Erzurum, son yıllarda hem kültürel anlamda, hem de ticari anlamda çok şeyler kaybetti. Milli gelirden aldığı pay, her geçen gün düştü. Şehrimiz, eski yıllardaki imkânsızlıklara rağmen birçok kültürel faaliyete imza atmıştı. Fakat son yıllarda bu kültürel hareketliliğin yerini tam bir atalet aldı. Kahvehaneler dolup taştı. Gençler, hiçbir kültürel aktiviteye katılmaz, dergi, kitap okumaz, hale geldi. Bir zamanlar Erzurum, sanatçı yetiştiren bir kent iken, bahsettiğim yıllarda Türk halk müziğine de, Türk sanat müziğine de ilgi azaldı. Hele en önemlisi bu şehrin dillere destan erkek ve kadın barlarına bile rağbet eden olmaz oldu.

Erzurumun yeni simgeleri

Fakat bu son günlerde yapılan üniversitelerarası spor müsabakaları dolayısıyla kentimizde kültür ve sanat adına bir hareketlilik yaşandı. İnsanımızda hissedilir bir canlanma görüldü. Şehrimizde hat, resim, fotoğraf sergileri açıldı ve bu sergiler umulanın üstünde seyirci buldu. Şehrimizi tanıtıcı kitaplar yayınlandı. Erzurum kültürünü anlatan kültürel programlar düzenlendi.

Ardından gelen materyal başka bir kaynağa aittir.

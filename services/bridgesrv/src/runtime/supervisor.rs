//! Connection supervision
//!
//! One supervisor owns one device link and runs the health state machine:
//!
//! ```text
//!            start                      connect ok
//! Disconnected ────► Connecting ─────────────────► Healthy ──┐ truthy liveness read
//!      ▲               │  ▲                          │  ▲    │ (debounced: N in a row
//!      │    backoff    │  └── connect failed,        │  └────┘  fires on_recovered once)
//!      │               │      wait backoff           │
//!      │               ▼                             │ falsy read, read error,
//!      └───────── (backoff) ◄── Degrading ◄──────────┘ or report_failure()
//!                  disconnect (best effort)
//! ```
//!
//! Retries are unbounded. `on_disconnected` fires only when a confirmed episode
//! ends, so every `on_recovered` is paired with at most one `on_disconnected`.

use crate::core::link::DeviceLink;
use crate::core::types::{Value, VariableKind};
use crate::error::LinkError;
use parking_lot::{Mutex, RwLock};
use std::fmt;
use std::future::Future;
use std::sync::atomic::{AtomicBool, AtomicU32, Ordering};
use std::sync::Arc;
use std::time::{Duration, Instant};
use tokio::sync::{watch, Notify};
use tokio_util::sync::CancellationToken;
use tracing::{debug, info, warn};

/// Link state as seen by the rest of the service
#[derive(Debug, Clone, Copy, PartialEq, Eq)]
pub enum LinkState {
    Disconnected,
    Connecting,
    Healthy,
    Degrading,
}

impl fmt::Display for LinkState {
    fn fmt(&self, f: &mut fmt::Formatter<'_>) -> fmt::Result {
        fmt::Debug::fmt(self, f)
    }
}

/// Supervisor tunables
#[derive(Debug, Clone, PartialEq)]
pub struct SupervisorPolicy {
    /// Wait between connect attempts and after a degrade
    pub backoff: Duration,
    /// Liveness read pace until the link is confirmed
    pub confirm_interval: Duration,
    /// Liveness read pace once confirmed
    pub monitor_interval: Duration,
    /// Consecutive truthy liveness reads needed to confirm
    pub debounce: u32,
    /// Upper bound for every device call
    pub io_timeout: Duration,
}

impl Default for SupervisorPolicy {
    fn default() -> Self {
        Self {
            backoff: Duration::from_secs(5),
            confirm_interval: Duration::from_millis(200),
            monitor_interval: Duration::from_secs(1),
            debounce: 5,
            io_timeout: Duration::from_secs(3),
        }
    }
}

/// Receives episode edges of a supervised link
pub trait LinkObserver: Send + Sync {
    /// Link confirmed after the debounce count of truthy liveness reads
    fn on_recovered(&self, link: &str);

    /// A confirmed link was lost
    fn on_disconnected(&self, link: &str);
}

/// Supervision counters
#[derive(Debug, Default, Clone)]
pub struct SupervisorStats {
    pub connect_attempts: u64,
    pub failed_connects: u64,
    pub recoveries: u64,
    pub disconnects: u64,
    pub last_recovered: Option<Instant>,
}

/// Liveness variable of a link
#[derive(Debug, Clone, PartialEq, Eq)]
pub struct Liveness {
    pub address: String,
    pub kind: VariableKind,
}

impl Liveness {
    pub fn bit(address: impl Into<String>) -> Self {
        Self {
            address: address.into(),
            kind: VariableKind::Bit,
        }
    }
}

pub struct ConnectionSupervisor {
    name: String,
    endpoint: String,
    link: tokio::sync::Mutex<Box<dyn DeviceLink>>,
    liveness: Liveness,
    policy: SupervisorPolicy,
    state: watch::Sender<LinkState>,
    confirmed: AtomicBool,
    streak: AtomicU32,
    failure_reported: AtomicBool,
    failure_notify: Notify,
    observers: RwLock<Vec<Arc<dyn LinkObserver>>>,
    stats: Mutex<SupervisorStats>,
}

impl fmt::Debug for ConnectionSupervisor {
    fn fmt(&self, f: &mut fmt::Formatter<'_>) -> fmt::Result {
        f.debug_struct("ConnectionSupervisor")
            .field("name", &self.name)
            .field("endpoint", &self.endpoint)
            .field("state", &self.state())
            .field("confirmed", &self.is_confirmed())
            .finish()
    }
}

impl ConnectionSupervisor {
    pub fn new(
        name: impl Into<String>,
        link: Box<dyn DeviceLink>,
        liveness: Liveness,
        policy: SupervisorPolicy,
    ) -> Self {
        let (state, _) = watch::channel(LinkState::Disconnected);
        Self {
            name: name.into(),
            endpoint: link.endpoint(),
            link: tokio::sync::Mutex::new(link),
            liveness,
            policy,
            state,
            confirmed: AtomicBool::new(false),
            streak: AtomicU32::new(0),
            failure_reported: AtomicBool::new(false),
            failure_notify: Notify::new(),
            observers: RwLock::new(Vec::new()),
            stats: Mutex::new(SupervisorStats::default()),
        }
    }

    pub fn name(&self) -> &str {
        &self.name
    }

    pub fn policy(&self) -> &SupervisorPolicy {
        &self.policy
    }

    pub fn subscribe(&self, observer: Arc<dyn LinkObserver>) {
        self.observers.write().push(observer);
    }

    pub fn state(&self) -> LinkState {
        *self.state.borrow()
    }

    pub fn watch_state(&self) -> watch::Receiver<LinkState> {
        self.state.subscribe()
    }

    /// Non-blocking; true while connected, confirmed or not
    pub fn is_healthy(&self) -> bool {
        self.state() == LinkState::Healthy
    }

    /// Healthy and past the debounce count
    pub fn is_confirmed(&self) -> bool {
        self.confirmed.load(Ordering::Acquire)
    }

    pub fn stats(&self) -> SupervisorStats {
        self.stats.lock().clone()
    }

    /// Tell the supervisor an operation on its link failed
    ///
    /// Forces `Degrading` when healthy; ignored in any other state, so any
    /// number of callers may report the same outage.
    pub fn report_failure(&self) {
        if self.state() != LinkState::Healthy {
            return;
        }
        if !self.failure_reported.swap(true, Ordering::AcqRel) {
            debug!("Link {}: failure reported", self.name);
            self.failure_notify.notify_one();
        }
    }

    /// Read through the supervised link; refused unless healthy
    pub async fn read(
        &self,
        address: &str,
        kind: VariableKind,
        count: u16,
    ) -> Result<Value, LinkError> {
        if !self.is_healthy() {
            return Err(LinkError::NotConnected);
        }
        self.read_link(address, kind, count).await
    }

    /// Write through the supervised link; refused unless healthy
    pub async fn write(
        &self,
        address: &str,
        value: &Value,
        kind: VariableKind,
    ) -> Result<(), LinkError> {
        if !self.is_healthy() {
            return Err(LinkError::NotConnected);
        }
        let mut link = self.link.lock().await;
        self.bounded(link.write(address, value, kind)).await
    }

    async fn read_link(
        &self,
        address: &str,
        kind: VariableKind,
        count: u16,
    ) -> Result<Value, LinkError> {
        let mut link = self.link.lock().await;
        self.bounded(link.read(address, kind, count)).await
    }

    async fn bounded<T>(
        &self,
        op: impl Future<Output = Result<T, LinkError>>,
    ) -> Result<T, LinkError> {
        tokio::time::timeout(self.policy.io_timeout, op)
            .await
            .map_err(|_| LinkError::Timeout(self.policy.io_timeout))?
    }

    fn set_state(&self, next: LinkState) {
        let prev = self.state.send_replace(next);
        if prev != next {
            debug!("Link {}: {} -> {}", self.name, prev, next);
        }
    }

    /// Run the state machine until cancelled
    pub async fn run(&self, cancel: CancellationToken) {
        info!(
            "Supervising link {} ({}), liveness {}",
            self.name, self.endpoint, self.liveness.address
        );
        let mut first_connect = true;

        loop {
            if cancel.is_cancelled() {
                break;
            }

            let state = self.state();
            let keep_running = match state {
                LinkState::Disconnected => {
                    // Immediate at startup, one backoff after a degrade
                    let ready = first_connect || self.sleep(self.policy.backoff, &cancel).await;
                    first_connect = false;
                    if ready {
                        self.set_state(LinkState::Connecting);
                    }
                    ready
                },
                LinkState::Connecting => self.try_connect(&cancel).await,
                LinkState::Healthy => self.check_liveness(&cancel).await,
                LinkState::Degrading => {
                    self.degrade().await;
                    true
                },
            };

            if !keep_running {
                break;
            }
        }

        self.shutdown().await;
        info!("Supervisor for link {} stopped", self.name);
    }

    /// `false` when cancelled during the wait
    async fn sleep(&self, duration: Duration, cancel: &CancellationToken) -> bool {
        tokio::select! {
            () = cancel.cancelled() => false,
            () = tokio::time::sleep(duration) => true,
        }
    }

    async fn try_connect(&self, cancel: &CancellationToken) -> bool {
        self.stats.lock().connect_attempts += 1;

        let result = tokio::select! {
            () = cancel.cancelled() => return false,
            result = async {
                let mut link = self.link.lock().await;
                self.bounded(link.connect()).await
            } => result,
        };

        match result {
            Ok(()) => {
                info!("Link {} connected to {}", self.name, self.endpoint);
                self.streak.store(0, Ordering::Release);
                self.failure_reported.store(false, Ordering::Release);
                self.set_state(LinkState::Healthy);
                true
            },
            Err(e) => {
                self.stats.lock().failed_connects += 1;
                warn!(
                    "Link {} connect failed: {}; retrying in {:?}",
                    self.name, e, self.policy.backoff
                );
                self.sleep(self.policy.backoff, cancel).await
            },
        }
    }

    async fn check_liveness(&self, cancel: &CancellationToken) -> bool {
        if self.failure_reported.swap(false, Ordering::AcqRel) {
            warn!("Link {}: operation failure reported, degrading", self.name);
            self.set_state(LinkState::Degrading);
            return true;
        }

        let read = tokio::select! {
            () = cancel.cancelled() => return false,
            read = self.read_link(&self.liveness.address, self.liveness.kind, 1) => read,
        };

        match read {
            Ok(value) if value.is_truthy() => {
                if !self.is_confirmed() {
                    let streak = self.streak.fetch_add(1, Ordering::AcqRel) + 1;
                    debug!(
                        "Link {}: liveness {}/{}",
                        self.name, streak, self.policy.debounce
                    );
                    if streak >= self.policy.debounce {
                        self.confirm();
                    }
                }
            },
            Ok(value) => {
                warn!(
                    "Link {}: liveness {} reads {}, degrading",
                    self.name, self.liveness.address, value
                );
                self.streak.store(0, Ordering::Release);
                self.set_state(LinkState::Degrading);
                return true;
            },
            Err(e) => {
                warn!("Link {}: liveness read failed: {}, degrading", self.name, e);
                self.streak.store(0, Ordering::Release);
                self.set_state(LinkState::Degrading);
                return true;
            },
        }

        let pace = if self.is_confirmed() {
            self.policy.monitor_interval
        } else {
            self.policy.confirm_interval
        };
        tokio::select! {
            () = cancel.cancelled() => false,
            () = tokio::time::sleep(pace) => true,
            () = self.failure_notify.notified() => true,
        }
    }

    fn confirm(&self) {
        self.confirmed.store(true, Ordering::Release);
        {
            let mut stats = self.stats.lock();
            stats.recoveries += 1;
            stats.last_recovered = Some(Instant::now());
        }
        info!("Link {} recovered", self.name);

        let observers = self.observers.read().clone();
        for observer in observers {
            observer.on_recovered(&self.name);
        }
    }

    async fn degrade(&self) {
        self.streak.store(0, Ordering::Release);
        self.failure_reported.store(false, Ordering::Release);

        {
            let mut link = self.link.lock().await;
            if let Err(e) = self.bounded(link.disconnect()).await {
                warn!("Link {} disconnect failed: {}", self.name, e);
            }
        }

        if self.confirmed.swap(false, Ordering::AcqRel) {
            self.stats.lock().disconnects += 1;
            warn!("Link {} lost", self.name);
            let observers = self.observers.read().clone();
            for observer in observers {
                observer.on_disconnected(&self.name);
            }
        }

        self.set_state(LinkState::Disconnected);
    }

    async fn shutdown(&self) {
        if self.state() == LinkState::Disconnected {
            return;
        }
        let mut link = self.link.lock().await;
        if let Err(e) = self.bounded(link.disconnect()).await {
            debug!("Link {} disconnect on shutdown failed: {}", self.name, e);
        }
        drop(link);
        self.confirmed.store(false, Ordering::Release);
        self.set_state(LinkState::Disconnected);
    }
}
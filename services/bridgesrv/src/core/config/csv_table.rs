//! CSV variable tables
//!
//! Column roles are recognized by substring of the header text, case-sensitive:
//! a header containing `ID` holds the address, `Type` the kind and `Name` the
//! variable name. Roles are tested in that order per header and the first
//! column found for a role wins; other columns (`No.`, comments) are ignored.

use crate::core::types::{Variable, VariableKind};
use crate::error::ConfigurationError;
use csv::ReaderBuilder;
use std::path::Path;
use tracing::{debug, info};

#[derive(Debug, Default, Clone, Copy, PartialEq, Eq)]
struct Columns {
    address: Option<usize>,
    kind: Option<usize>,
    name: Option<usize>,
}

fn detect_columns<'a>(headers: impl Iterator<Item = &'a str>) -> Columns {
    let mut columns = Columns::default();
    for (index, header) in headers.enumerate() {
        if header.contains("ID") {
            columns.address.get_or_insert(index);
        } else if header.contains("Type") {
            columns.kind.get_or_insert(index);
        } else if header.contains("Name") {
            columns.name.get_or_insert(index);
        }
    }
    columns
}

/// Load a variable table
///
/// `default_kind` is used when the table has no `Type` column.
pub fn load_variable_table(
    path: &Path,
    default_kind: Option<VariableKind>,
) -> Result<Vec<Variable>, ConfigurationError> {
    let table_path = path.display().to_string();
    let mut reader = ReaderBuilder::new()
        .has_headers(true)
        .trim(csv::Trim::Headers)
        .flexible(true)
        .from_path(path)
        .map_err(|e| ConfigurationError::table(&table_path, e.to_string()))?;

    let headers = reader
        .headers()
        .map_err(|e| ConfigurationError::table(&table_path, e.to_string()))?
        .clone();
    let columns = detect_columns(headers.iter());
    debug!("Variable table {} columns: {:?}", table_path, columns);

    let address_col = columns
        .address
        .ok_or_else(|| ConfigurationError::table(&table_path, "no column header contains 'ID'"))?;
    let name_col = columns
        .name
        .ok_or_else(|| ConfigurationError::table(&table_path, "no column header contains 'Name'"))?;
    if columns.kind.is_none() && default_kind.is_none() {
        return Err(ConfigurationError::table(
            &table_path,
            "no column header contains 'Type' and the group sets no kind",
        ));
    }

    let mut variables = Vec::new();
    for (row, record) in reader.records().enumerate() {
        let record = record.map_err(|e| ConfigurationError::table(&table_path, e.to_string()))?;
        // Header is line 1
        let line = row + 2;

        let address = record.get(address_col).map(str::trim).unwrap_or_default();
        if address.is_empty() {
            if record.iter().all(|field| field.trim().is_empty()) {
                continue;
            }
            return Err(ConfigurationError::table(
                &table_path,
                format!("line {}: empty address", line),
            ));
        }

        let name = record.get(name_col).map(str::trim).unwrap_or_default();
        if name.is_empty() {
            return Err(ConfigurationError::table(
                &table_path,
                format!("line {}: empty name for {}", line, address),
            ));
        }

        let kind = match (columns.kind.and_then(|col| record.get(col)), default_kind) {
            (Some(raw), _) if !raw.trim().is_empty() => raw
                .parse::<VariableKind>()
                .map_err(|e| ConfigurationError::table(&table_path, format!("line {}: {}", line, e)))?,
            (_, Some(kind)) => kind,
            (_, None) => {
                return Err(ConfigurationError::table(
                    &table_path,
                    format!("line {}: missing type for {}", line, address),
                ))
            },
        };

        variables.push(Variable::new(address, kind, name));
    }

    info!("Loaded {} variables from {}", variables.len(), table_path);
    Ok(variables)
}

Bu sergiler arasında, birçoğu Erzurum dışında yaşayan Erzurumlu sanatçıların açmış olduğu ‘Kadim Şehrin Sanatkârları’ isimli hat, ebru ve tezhip sergisi dikkat çekiciydi. Bu karma sergiyi hayranlıkla gezdim. Elimin yatkınlığına ve sanata olan ilgime rağmen ‘neden ben de bu sanatkârlardan biri olmadım’ diye kendi kendime hayıflandım. Fakat sergide, ‘bu şehirde sanatçı yetişmez’ sözüne inat, Erzurum’da yaşayan, Erzurum’u terk etmemiş olanların da eserleri vardı. Hem de bu şehirde yaşayan ve bu sanatları burada öğrenen bu sanatkârlar, harikulade eserler üretmişlerdi. Bırakın hat sanatının aharlanmış kâğıt üzerine yazılmış olan şaheserlerini, seramik üzerinde icra edilmiş eserleri bile bu sergide görebildik. Seramik üzerine işlenmiş hat, nakış ve kabartma resimler gördüm. Demek ki Erzurum’da hattat da nakkaş da müzehhip de ebru sanatkârı da yetişebiliyormuş.

Yine bu sergiyle beraber aynı saatlerde Hicaz demiryollarının 100. yılı nedeniyle bir fotoğraf sergisi açıldı ve bu da görülmeye değerdi. Bu kısa zaman dilimine sıkıştırılmış programlardan biri de Er-Vak’ın Üniversiade 2011 Koordinatörlüğü’nün katkılarıyla düzenlediği ‘Erzurum Çarşı Pazar’ adlı programıydı ki burada da yine Erzurum’un yetiştirdiği genç ses ve saz sanatkârlarını, kabiliyetli tiyatrocularımızı seyretme olanağı bulduk.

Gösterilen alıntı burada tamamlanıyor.